*Work item*
Return every record exactly as it appears. Leave nothing out.

*Task inputs*
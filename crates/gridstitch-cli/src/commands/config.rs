use std::path::PathBuf;

use anyhow::{Context, Result};
use clap::Args;
use gridstitch_core::pipeline::config::StitchConfig;

#[derive(Args)]
pub struct ConfigArgs {
    /// Write the default config to this file instead of stdout
    #[arg(short, long)]
    pub output: Option<PathBuf>,
}

pub fn run(args: &ConfigArgs) -> Result<()> {
    let config = StitchConfig::new("path/to/acquisition");
    let toml_str = toml::to_string_pretty(&config)?;

    if let Some(ref path) = args.output {
        std::fs::write(path, &toml_str)
            .with_context(|| format!("Failed to write config to {}", path.display()))?;
        println!("Default config saved to {}", path.display());
    } else {
        print!("{}", toml_str);
    }

    Ok(())
}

*Response to the task*
filename crates/gridstitch-cli/src/commands/config.rs
use std::path::PathBuf;

use anyhow::{Context, Result};
use clap::Args;
use gridstitch_core::pipeline::config::StitchConfig;

#[derive(Args)]
pub struct ConfigArgs {
    /// Write the default config to this file instead of stdout
    #[arg(short, long)]
    pub output: Option<PathBuf>,
}

pub fn run(args: &ConfigArgs) -> Result<()> {
    let config = StitchConfig::new("path/to/acquisition");
    let toml_str = toml::to_string_pretty(&config)?;

    if let Some(ref path) = args.output {
        std::fs::write(path, &toml_str)
            .with_context(|| format!("Failed to write config to {}", path.display()))?;
        println!("Default config saved to {}", path.display());
    } else {
        print!("{}", toml_str);
    }

    Ok(())
}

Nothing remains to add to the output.